Collected data
=== Section Start ===

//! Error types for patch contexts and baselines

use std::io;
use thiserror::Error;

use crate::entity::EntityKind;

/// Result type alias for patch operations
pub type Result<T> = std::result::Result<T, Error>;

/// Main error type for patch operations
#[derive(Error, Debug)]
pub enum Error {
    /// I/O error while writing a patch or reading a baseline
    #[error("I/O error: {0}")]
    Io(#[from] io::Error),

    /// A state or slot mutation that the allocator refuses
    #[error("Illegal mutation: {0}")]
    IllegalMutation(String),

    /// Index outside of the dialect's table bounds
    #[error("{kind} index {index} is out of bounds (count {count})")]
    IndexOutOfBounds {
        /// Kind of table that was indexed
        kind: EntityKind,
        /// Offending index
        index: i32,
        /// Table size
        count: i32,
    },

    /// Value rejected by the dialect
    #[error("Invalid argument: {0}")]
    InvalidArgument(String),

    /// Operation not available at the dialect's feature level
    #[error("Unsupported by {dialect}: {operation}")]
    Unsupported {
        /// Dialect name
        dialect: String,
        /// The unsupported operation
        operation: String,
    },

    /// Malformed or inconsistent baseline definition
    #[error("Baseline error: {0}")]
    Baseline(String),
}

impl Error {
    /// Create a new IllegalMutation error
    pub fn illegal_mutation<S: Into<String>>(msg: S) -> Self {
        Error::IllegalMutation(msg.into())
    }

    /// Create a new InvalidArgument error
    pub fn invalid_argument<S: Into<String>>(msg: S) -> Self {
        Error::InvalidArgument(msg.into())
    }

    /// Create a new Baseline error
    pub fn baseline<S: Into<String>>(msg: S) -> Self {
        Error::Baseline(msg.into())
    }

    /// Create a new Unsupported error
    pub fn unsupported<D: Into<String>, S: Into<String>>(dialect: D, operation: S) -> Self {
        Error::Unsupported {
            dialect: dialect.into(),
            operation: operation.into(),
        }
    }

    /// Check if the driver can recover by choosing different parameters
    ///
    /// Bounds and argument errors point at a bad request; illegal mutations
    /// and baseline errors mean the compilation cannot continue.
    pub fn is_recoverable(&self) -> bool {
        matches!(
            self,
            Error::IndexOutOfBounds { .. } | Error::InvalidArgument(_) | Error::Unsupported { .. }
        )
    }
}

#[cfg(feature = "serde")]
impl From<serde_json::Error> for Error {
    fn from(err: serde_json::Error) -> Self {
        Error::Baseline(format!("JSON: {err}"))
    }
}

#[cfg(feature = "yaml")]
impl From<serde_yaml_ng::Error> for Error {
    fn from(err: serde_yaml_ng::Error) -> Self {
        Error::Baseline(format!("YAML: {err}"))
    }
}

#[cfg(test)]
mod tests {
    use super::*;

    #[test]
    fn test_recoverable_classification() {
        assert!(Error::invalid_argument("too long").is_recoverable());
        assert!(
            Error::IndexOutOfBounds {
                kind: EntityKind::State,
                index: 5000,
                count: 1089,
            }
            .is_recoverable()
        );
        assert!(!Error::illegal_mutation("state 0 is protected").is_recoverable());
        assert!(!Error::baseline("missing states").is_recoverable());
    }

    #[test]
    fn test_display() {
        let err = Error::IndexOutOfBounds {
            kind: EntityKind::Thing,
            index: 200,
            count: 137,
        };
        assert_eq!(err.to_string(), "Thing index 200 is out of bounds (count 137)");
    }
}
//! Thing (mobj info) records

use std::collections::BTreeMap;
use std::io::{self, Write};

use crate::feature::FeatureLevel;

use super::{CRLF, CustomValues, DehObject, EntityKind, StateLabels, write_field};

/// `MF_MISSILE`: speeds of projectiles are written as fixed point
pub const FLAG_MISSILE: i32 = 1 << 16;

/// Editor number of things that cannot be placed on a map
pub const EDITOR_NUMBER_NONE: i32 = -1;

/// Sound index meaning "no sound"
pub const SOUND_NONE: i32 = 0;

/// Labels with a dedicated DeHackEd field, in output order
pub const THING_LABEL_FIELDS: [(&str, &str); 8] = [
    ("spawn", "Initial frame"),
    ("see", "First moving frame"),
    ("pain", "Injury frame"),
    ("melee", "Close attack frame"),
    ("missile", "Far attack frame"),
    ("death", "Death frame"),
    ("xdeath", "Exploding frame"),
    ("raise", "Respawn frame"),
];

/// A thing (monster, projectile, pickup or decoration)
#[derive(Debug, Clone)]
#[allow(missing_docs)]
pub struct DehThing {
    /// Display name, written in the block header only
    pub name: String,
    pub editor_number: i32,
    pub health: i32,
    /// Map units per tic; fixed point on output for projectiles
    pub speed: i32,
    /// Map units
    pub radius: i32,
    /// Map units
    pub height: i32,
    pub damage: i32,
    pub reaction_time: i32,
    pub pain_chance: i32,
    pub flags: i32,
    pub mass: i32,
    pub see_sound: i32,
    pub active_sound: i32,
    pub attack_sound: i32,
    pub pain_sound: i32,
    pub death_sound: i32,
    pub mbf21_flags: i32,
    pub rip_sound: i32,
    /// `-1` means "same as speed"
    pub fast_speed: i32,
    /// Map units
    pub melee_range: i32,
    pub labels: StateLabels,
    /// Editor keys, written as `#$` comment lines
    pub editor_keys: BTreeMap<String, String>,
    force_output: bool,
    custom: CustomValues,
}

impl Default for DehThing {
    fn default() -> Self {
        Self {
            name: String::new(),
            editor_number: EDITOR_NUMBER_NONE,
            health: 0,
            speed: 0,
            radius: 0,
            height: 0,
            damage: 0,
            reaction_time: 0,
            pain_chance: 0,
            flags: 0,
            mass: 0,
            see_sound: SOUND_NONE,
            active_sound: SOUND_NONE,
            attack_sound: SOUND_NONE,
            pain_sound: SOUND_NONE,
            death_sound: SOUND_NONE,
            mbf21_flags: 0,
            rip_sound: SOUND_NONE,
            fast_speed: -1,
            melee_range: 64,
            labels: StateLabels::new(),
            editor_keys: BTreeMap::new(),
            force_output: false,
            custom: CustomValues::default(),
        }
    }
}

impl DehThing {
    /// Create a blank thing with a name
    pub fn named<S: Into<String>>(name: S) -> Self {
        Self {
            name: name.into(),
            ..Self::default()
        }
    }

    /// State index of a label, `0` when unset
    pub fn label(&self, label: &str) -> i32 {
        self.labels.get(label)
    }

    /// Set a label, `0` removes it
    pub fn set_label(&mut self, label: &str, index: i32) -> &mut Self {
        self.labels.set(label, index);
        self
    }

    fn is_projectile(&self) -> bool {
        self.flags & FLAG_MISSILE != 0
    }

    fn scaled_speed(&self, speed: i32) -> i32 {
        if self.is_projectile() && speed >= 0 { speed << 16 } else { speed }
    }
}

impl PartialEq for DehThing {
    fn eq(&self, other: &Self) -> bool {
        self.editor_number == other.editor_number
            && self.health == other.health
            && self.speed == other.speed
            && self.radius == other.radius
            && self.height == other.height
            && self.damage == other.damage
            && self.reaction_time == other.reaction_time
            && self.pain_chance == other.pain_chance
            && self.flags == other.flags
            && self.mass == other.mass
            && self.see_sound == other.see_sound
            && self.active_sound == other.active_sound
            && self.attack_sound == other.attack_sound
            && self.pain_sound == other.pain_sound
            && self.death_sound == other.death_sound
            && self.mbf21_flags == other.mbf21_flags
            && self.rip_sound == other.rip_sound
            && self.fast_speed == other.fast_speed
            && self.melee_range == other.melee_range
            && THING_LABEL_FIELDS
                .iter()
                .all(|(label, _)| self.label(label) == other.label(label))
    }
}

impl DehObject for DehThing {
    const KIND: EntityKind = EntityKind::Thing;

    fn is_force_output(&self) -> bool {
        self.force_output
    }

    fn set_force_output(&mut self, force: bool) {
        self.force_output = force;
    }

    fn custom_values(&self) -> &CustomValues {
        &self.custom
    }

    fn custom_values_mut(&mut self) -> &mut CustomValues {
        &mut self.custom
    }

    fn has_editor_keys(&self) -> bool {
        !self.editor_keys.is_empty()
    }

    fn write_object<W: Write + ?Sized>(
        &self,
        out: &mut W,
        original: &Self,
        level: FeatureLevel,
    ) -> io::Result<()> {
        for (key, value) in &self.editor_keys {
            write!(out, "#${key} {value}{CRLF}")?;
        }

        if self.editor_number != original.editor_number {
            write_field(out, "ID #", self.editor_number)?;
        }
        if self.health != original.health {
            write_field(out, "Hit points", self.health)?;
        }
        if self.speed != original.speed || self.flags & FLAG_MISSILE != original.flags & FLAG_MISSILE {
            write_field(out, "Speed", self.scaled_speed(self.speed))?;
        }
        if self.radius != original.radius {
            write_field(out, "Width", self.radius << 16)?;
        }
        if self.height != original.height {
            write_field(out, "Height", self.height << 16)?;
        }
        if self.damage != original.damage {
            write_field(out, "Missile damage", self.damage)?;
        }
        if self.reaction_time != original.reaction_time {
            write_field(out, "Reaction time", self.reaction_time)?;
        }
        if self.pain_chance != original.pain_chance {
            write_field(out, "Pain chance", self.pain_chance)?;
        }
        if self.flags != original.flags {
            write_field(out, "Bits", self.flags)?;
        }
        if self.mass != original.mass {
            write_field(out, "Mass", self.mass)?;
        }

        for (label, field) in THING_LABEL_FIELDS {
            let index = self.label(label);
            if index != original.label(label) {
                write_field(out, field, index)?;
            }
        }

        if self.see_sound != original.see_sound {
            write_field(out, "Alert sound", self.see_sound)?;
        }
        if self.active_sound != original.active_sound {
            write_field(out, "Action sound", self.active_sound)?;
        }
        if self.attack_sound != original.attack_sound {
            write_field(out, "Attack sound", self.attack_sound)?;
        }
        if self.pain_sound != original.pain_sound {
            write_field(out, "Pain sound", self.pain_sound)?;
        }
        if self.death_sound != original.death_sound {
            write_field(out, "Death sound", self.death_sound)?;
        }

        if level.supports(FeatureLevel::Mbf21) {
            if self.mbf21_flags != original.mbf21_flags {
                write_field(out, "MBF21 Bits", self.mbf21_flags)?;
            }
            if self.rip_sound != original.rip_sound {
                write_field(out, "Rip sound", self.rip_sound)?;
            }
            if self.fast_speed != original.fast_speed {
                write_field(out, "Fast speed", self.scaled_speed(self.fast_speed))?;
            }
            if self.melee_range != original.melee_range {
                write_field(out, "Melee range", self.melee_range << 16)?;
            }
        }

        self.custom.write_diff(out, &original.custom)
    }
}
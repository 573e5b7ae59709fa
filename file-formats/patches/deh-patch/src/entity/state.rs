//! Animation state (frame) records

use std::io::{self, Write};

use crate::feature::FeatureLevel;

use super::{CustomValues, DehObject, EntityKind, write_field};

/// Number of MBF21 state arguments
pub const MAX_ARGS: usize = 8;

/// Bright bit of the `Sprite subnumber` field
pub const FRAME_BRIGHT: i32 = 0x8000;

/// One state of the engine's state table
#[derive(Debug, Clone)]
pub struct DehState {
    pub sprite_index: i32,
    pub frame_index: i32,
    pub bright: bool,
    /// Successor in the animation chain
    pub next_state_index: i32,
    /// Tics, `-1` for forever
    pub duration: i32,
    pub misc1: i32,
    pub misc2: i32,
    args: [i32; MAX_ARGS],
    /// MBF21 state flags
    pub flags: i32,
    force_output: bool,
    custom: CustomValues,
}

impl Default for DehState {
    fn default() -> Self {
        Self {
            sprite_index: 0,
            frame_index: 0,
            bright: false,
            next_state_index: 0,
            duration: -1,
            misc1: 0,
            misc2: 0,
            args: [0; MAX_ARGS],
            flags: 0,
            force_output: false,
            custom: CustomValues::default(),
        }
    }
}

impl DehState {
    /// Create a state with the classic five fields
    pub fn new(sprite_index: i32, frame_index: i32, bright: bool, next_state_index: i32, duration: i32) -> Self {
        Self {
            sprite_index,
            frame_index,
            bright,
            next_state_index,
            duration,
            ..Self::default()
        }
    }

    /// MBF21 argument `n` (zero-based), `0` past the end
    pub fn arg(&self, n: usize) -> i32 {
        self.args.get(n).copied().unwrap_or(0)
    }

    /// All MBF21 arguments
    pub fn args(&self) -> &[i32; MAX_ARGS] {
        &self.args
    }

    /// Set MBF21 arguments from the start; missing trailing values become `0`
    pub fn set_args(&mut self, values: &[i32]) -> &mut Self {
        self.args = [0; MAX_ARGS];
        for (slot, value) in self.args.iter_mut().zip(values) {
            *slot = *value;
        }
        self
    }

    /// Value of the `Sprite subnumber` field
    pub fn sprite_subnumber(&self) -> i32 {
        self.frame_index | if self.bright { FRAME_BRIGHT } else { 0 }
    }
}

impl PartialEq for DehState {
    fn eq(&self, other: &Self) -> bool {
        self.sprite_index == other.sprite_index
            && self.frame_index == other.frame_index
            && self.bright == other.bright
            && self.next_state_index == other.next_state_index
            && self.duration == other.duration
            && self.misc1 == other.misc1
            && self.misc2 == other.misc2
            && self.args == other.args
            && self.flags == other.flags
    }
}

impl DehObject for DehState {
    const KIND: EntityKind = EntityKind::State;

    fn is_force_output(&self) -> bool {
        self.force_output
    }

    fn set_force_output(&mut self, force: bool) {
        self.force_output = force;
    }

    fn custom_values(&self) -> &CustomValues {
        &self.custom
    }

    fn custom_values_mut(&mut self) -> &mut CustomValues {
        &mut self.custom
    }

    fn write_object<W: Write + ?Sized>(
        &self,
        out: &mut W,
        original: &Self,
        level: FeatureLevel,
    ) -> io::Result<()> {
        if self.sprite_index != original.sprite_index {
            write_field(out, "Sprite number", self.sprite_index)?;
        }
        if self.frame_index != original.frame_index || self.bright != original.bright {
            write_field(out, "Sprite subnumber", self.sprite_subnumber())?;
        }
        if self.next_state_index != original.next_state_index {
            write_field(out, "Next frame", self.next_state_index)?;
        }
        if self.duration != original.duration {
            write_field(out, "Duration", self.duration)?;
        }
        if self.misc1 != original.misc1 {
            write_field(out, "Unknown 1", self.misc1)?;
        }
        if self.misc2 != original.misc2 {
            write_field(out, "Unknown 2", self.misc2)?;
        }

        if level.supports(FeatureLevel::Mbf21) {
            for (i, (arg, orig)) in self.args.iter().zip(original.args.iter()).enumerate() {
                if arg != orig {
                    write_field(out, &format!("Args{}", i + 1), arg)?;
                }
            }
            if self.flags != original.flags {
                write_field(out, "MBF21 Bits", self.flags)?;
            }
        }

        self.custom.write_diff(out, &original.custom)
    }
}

=== Section End ===

Aim of the exercise | Each line in the entries above that includes the string "DehObject" adds to the count; state that count only.

Output of the task | 4